## WHAT THIS TASK INVOLVES
State how many lines of the entries hold the string "Option", and output nothing but that count.

***** EXERCISE MATERIALS

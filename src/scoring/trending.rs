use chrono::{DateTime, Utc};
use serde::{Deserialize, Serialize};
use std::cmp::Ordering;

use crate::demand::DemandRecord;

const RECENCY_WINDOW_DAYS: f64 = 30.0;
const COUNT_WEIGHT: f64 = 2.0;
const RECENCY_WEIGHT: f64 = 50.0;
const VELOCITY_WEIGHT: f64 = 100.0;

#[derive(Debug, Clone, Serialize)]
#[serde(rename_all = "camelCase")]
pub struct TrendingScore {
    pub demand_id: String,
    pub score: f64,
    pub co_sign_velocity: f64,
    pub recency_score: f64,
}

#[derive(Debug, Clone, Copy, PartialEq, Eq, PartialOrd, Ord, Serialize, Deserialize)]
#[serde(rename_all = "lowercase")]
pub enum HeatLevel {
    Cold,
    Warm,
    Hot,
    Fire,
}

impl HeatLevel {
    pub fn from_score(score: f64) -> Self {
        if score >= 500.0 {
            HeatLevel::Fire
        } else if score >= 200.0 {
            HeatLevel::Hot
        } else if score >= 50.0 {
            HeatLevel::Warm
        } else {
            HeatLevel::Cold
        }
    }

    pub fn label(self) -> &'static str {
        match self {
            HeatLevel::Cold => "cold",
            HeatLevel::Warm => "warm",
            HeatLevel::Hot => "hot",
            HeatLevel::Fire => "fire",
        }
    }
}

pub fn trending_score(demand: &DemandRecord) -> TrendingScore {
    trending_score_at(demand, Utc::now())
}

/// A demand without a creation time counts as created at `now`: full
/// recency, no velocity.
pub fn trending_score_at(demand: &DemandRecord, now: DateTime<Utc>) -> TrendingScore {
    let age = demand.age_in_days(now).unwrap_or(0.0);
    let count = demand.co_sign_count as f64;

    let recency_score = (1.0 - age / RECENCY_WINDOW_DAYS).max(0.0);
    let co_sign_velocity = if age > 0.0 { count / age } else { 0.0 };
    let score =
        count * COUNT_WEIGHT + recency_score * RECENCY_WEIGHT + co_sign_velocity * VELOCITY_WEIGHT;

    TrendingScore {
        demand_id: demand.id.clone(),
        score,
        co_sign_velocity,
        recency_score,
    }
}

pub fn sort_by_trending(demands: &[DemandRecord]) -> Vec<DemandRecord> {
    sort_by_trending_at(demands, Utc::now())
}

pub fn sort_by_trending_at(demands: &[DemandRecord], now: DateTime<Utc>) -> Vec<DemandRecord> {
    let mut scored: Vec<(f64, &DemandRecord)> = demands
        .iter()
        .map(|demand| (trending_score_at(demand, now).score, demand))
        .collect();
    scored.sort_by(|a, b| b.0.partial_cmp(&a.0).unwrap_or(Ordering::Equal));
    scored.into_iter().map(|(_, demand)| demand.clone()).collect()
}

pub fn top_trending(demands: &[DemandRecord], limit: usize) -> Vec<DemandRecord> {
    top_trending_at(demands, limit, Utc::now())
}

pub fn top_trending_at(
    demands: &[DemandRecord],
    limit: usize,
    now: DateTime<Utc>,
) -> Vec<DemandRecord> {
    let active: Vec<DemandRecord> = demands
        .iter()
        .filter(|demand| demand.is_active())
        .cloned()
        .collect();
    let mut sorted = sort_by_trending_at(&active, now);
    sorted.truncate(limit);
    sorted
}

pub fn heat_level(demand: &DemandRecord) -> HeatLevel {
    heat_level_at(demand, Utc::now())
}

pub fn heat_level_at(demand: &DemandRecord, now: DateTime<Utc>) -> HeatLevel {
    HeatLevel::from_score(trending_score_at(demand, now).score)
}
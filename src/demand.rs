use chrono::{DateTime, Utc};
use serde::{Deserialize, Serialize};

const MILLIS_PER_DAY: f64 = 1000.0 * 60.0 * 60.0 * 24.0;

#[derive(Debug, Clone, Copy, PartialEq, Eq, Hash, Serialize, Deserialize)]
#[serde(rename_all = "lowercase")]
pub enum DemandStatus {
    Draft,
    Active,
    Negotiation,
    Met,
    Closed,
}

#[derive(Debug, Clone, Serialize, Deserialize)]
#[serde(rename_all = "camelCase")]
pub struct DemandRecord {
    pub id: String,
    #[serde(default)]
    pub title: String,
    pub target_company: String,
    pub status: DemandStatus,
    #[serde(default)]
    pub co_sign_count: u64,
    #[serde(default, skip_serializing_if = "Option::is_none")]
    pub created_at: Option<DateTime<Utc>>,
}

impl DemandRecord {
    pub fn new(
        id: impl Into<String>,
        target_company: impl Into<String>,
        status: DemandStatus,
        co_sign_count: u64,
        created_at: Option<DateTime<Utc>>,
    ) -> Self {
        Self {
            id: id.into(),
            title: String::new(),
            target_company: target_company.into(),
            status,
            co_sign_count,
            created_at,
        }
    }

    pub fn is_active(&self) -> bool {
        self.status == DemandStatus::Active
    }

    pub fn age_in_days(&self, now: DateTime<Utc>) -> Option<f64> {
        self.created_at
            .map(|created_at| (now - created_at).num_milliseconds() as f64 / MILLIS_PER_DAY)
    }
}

**********

## ANSWER SPACE
4